*WHAT THE TASK REQUIRES*
Within the entries below, find the portion that opens with the line containing "filename llm-interface/src/lib.rs" and closes with the line containing "pub use openai::OpenAiProvider;". Retype that portion exactly and only.

*EXERCISE MATERIALS*
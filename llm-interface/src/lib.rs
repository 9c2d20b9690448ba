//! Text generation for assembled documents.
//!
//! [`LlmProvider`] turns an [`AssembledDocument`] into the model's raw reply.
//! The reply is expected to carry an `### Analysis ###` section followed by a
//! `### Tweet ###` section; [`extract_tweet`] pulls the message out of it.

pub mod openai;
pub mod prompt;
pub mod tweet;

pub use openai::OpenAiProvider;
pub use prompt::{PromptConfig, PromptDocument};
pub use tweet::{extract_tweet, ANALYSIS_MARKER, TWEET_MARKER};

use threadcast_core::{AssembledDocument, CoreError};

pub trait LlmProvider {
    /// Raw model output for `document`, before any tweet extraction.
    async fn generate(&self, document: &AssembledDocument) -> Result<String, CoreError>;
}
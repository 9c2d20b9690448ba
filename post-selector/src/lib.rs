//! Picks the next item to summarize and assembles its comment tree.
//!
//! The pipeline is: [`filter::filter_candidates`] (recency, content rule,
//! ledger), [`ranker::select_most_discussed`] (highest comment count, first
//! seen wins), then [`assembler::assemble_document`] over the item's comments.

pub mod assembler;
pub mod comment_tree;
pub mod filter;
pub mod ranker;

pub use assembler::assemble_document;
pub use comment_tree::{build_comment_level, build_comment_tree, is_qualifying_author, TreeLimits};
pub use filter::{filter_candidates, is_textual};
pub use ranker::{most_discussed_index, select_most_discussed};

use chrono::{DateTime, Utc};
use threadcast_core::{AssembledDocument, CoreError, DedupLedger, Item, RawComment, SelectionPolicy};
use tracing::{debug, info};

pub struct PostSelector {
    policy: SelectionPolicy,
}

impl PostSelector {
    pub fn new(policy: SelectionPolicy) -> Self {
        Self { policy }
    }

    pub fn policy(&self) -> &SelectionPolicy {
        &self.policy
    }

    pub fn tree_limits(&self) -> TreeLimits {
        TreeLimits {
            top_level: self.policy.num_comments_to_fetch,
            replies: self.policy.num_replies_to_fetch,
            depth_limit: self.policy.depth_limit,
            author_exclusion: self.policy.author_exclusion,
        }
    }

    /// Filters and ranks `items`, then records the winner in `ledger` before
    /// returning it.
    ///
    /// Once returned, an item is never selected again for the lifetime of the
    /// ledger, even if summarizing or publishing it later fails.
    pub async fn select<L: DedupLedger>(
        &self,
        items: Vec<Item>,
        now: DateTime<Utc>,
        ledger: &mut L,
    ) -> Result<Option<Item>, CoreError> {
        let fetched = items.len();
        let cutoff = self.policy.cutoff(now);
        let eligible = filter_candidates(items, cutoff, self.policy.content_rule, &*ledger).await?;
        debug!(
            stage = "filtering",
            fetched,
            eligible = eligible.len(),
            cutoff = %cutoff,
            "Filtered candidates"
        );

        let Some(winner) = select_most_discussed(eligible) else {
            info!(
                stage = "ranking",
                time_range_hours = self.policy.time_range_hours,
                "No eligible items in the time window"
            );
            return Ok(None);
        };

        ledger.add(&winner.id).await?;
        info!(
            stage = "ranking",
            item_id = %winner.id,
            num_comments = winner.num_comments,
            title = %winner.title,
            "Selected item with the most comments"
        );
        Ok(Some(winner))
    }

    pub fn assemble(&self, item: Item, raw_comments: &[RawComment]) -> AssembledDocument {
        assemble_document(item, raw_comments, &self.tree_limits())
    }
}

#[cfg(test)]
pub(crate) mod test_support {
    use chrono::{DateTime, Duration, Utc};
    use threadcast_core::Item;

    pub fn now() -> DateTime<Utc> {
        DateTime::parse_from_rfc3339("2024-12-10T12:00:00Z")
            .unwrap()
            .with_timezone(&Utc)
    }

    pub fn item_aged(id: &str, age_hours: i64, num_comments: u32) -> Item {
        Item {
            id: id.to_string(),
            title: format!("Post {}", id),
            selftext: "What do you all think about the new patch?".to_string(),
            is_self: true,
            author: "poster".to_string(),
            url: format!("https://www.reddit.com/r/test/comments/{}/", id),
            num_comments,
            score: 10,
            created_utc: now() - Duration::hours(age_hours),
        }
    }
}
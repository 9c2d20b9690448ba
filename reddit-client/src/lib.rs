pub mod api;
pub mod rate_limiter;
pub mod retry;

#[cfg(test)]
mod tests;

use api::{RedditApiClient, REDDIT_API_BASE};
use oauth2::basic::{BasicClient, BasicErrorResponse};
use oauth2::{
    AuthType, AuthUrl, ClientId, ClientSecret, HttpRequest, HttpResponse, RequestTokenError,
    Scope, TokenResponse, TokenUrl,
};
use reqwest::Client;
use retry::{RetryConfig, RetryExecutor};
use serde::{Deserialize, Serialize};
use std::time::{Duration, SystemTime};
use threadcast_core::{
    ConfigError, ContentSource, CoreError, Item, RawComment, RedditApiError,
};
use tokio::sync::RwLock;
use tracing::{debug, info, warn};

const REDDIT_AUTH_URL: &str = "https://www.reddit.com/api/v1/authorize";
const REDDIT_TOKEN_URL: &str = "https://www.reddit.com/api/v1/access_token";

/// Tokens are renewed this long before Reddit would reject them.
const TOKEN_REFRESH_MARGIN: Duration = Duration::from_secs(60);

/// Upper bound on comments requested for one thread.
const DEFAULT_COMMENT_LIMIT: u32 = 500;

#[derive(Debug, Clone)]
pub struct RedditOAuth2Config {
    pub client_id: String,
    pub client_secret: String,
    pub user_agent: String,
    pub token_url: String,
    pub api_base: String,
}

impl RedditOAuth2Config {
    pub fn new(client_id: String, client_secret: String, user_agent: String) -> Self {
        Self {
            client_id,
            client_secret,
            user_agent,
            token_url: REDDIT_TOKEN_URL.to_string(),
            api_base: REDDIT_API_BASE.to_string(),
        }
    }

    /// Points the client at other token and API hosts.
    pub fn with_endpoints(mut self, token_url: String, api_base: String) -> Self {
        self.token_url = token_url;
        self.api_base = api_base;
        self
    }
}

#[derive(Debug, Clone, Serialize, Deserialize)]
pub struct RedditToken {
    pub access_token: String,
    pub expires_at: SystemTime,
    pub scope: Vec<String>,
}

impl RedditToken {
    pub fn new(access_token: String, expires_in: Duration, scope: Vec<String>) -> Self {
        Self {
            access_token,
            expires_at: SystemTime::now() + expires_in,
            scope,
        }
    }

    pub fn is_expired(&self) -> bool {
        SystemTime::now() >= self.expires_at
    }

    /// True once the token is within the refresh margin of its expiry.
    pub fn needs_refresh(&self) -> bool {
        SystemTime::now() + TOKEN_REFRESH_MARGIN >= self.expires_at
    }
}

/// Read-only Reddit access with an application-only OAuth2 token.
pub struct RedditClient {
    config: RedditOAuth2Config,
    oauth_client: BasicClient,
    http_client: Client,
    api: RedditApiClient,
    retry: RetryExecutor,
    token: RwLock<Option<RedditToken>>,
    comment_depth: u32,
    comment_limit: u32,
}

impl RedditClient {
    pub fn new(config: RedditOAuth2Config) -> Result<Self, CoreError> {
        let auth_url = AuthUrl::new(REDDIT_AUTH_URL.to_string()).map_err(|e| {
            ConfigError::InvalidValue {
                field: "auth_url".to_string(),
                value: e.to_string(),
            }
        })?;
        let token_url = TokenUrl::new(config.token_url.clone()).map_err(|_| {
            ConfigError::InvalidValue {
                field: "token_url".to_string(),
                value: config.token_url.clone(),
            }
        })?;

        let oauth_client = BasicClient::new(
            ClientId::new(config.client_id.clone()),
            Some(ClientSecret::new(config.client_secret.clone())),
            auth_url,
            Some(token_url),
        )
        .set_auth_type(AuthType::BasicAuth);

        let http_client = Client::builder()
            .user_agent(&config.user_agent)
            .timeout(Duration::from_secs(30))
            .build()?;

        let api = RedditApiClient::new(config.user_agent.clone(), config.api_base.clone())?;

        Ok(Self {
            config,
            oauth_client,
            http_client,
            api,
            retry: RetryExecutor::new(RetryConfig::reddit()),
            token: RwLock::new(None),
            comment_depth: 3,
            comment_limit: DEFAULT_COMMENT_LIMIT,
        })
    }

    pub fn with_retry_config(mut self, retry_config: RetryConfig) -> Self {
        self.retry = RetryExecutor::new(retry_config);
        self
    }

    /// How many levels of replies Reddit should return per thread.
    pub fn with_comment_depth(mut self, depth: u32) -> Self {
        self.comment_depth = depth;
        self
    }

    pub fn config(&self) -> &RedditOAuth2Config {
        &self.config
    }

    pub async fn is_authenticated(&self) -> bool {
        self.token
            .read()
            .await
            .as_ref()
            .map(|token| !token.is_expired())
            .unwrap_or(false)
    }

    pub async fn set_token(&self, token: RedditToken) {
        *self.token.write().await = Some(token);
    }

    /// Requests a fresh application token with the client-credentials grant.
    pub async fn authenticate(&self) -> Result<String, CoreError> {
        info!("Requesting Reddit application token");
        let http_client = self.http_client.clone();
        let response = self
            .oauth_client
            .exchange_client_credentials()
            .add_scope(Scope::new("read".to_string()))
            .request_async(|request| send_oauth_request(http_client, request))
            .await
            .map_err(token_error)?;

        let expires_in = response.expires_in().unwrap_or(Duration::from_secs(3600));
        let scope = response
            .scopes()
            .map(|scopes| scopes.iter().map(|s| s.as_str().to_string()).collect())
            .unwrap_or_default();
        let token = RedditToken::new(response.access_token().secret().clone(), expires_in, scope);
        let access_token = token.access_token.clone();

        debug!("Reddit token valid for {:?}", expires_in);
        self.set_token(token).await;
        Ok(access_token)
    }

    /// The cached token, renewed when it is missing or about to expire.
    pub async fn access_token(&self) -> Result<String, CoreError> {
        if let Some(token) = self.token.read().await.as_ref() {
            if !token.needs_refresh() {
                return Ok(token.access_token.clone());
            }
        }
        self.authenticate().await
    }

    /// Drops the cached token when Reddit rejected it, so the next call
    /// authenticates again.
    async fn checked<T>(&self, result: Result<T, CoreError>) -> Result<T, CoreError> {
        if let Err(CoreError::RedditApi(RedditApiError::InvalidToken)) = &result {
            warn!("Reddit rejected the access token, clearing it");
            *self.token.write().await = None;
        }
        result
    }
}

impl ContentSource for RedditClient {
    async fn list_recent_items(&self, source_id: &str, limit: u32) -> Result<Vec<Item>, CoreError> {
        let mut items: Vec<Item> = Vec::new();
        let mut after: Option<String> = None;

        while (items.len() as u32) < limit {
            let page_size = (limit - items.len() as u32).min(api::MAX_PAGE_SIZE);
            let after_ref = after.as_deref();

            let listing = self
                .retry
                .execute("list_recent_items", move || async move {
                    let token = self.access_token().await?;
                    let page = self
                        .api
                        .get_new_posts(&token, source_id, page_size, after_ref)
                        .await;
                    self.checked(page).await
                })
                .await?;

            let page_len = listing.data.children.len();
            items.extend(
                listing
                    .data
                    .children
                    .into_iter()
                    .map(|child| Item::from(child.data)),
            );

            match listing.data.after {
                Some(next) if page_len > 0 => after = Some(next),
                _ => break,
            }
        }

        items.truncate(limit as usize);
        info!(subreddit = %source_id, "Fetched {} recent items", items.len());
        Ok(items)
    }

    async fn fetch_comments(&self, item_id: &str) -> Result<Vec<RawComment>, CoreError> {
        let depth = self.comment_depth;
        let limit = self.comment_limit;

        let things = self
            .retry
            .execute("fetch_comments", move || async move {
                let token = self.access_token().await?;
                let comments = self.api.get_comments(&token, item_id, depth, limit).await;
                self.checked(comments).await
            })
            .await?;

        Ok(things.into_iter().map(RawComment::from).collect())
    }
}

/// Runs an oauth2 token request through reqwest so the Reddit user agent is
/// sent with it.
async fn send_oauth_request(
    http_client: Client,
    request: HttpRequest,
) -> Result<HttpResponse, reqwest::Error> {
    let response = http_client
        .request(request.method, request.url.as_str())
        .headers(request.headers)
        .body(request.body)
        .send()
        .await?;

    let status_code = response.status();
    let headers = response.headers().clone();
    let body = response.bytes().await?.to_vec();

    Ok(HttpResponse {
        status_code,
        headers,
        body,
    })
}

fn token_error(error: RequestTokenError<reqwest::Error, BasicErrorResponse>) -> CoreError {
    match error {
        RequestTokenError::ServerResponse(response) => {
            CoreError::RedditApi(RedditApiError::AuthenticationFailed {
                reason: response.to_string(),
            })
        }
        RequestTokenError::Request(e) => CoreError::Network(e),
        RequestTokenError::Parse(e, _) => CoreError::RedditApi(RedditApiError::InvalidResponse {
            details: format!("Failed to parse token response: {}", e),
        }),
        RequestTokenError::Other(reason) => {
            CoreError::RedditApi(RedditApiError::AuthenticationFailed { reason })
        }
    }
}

* * *

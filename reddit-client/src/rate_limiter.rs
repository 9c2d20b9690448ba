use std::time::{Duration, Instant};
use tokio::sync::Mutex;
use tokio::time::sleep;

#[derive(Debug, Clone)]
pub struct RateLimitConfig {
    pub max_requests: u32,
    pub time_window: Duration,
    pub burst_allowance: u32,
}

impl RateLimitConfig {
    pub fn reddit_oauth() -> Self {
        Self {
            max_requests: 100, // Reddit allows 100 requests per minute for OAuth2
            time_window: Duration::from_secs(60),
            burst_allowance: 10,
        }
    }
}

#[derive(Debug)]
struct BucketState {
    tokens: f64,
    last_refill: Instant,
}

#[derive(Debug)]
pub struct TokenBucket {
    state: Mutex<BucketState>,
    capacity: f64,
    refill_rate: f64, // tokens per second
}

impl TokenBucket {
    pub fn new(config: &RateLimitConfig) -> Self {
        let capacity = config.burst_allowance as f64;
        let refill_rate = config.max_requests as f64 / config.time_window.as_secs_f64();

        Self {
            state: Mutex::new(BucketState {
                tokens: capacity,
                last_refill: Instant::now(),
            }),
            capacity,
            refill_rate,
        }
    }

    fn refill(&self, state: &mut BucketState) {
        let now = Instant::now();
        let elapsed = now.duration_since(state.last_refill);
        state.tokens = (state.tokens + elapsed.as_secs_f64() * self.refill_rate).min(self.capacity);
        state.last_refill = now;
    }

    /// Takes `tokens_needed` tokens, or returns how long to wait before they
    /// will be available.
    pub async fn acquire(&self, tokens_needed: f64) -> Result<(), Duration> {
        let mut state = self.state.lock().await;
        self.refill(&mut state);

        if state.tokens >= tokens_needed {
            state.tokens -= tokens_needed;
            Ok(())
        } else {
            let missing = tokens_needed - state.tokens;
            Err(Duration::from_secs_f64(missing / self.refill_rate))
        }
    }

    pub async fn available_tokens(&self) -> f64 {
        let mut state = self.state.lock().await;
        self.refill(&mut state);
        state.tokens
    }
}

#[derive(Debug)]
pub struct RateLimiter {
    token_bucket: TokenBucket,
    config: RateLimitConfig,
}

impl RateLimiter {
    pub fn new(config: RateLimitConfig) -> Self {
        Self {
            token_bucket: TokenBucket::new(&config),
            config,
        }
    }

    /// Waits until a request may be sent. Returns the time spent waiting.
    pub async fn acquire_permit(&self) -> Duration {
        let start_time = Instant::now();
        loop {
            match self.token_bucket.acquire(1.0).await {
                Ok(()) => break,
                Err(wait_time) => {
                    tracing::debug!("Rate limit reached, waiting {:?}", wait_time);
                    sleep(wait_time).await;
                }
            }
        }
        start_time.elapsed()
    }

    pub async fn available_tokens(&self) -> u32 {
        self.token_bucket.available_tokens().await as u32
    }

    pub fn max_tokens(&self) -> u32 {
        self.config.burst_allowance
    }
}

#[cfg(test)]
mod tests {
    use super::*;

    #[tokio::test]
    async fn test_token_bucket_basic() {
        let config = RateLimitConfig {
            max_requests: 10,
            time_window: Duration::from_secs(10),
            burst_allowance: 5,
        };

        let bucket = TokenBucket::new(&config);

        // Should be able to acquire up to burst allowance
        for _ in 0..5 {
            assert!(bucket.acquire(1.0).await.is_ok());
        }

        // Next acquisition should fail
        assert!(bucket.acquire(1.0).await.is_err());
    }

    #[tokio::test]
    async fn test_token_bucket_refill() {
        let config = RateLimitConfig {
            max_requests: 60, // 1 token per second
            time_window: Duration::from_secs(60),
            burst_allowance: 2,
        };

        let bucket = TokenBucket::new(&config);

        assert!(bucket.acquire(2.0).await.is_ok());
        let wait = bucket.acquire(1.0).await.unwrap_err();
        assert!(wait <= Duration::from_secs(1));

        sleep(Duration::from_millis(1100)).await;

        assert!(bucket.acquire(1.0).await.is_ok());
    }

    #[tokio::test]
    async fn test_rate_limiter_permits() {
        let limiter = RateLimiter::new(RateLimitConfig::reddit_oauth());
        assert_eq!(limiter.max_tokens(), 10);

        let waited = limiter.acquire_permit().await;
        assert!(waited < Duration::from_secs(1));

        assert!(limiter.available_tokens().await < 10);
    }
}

*ANSWER TO THIS PROBLEM*
filename llm-interface/src/lib.rs
repository 9c2d20b9690448ba
//! Text generation for assembled documents.
//!
//! [`LlmProvider`] turns an [`AssembledDocument`] into the model's raw reply.
//! The reply is expected to carry an `### Analysis ###` section followed by a
//! `### Tweet ###` section; [`extract_tweet`] pulls the message out of it.

pub mod openai;
pub mod prompt;
pub mod tweet;

pub use openai::OpenAiProvider;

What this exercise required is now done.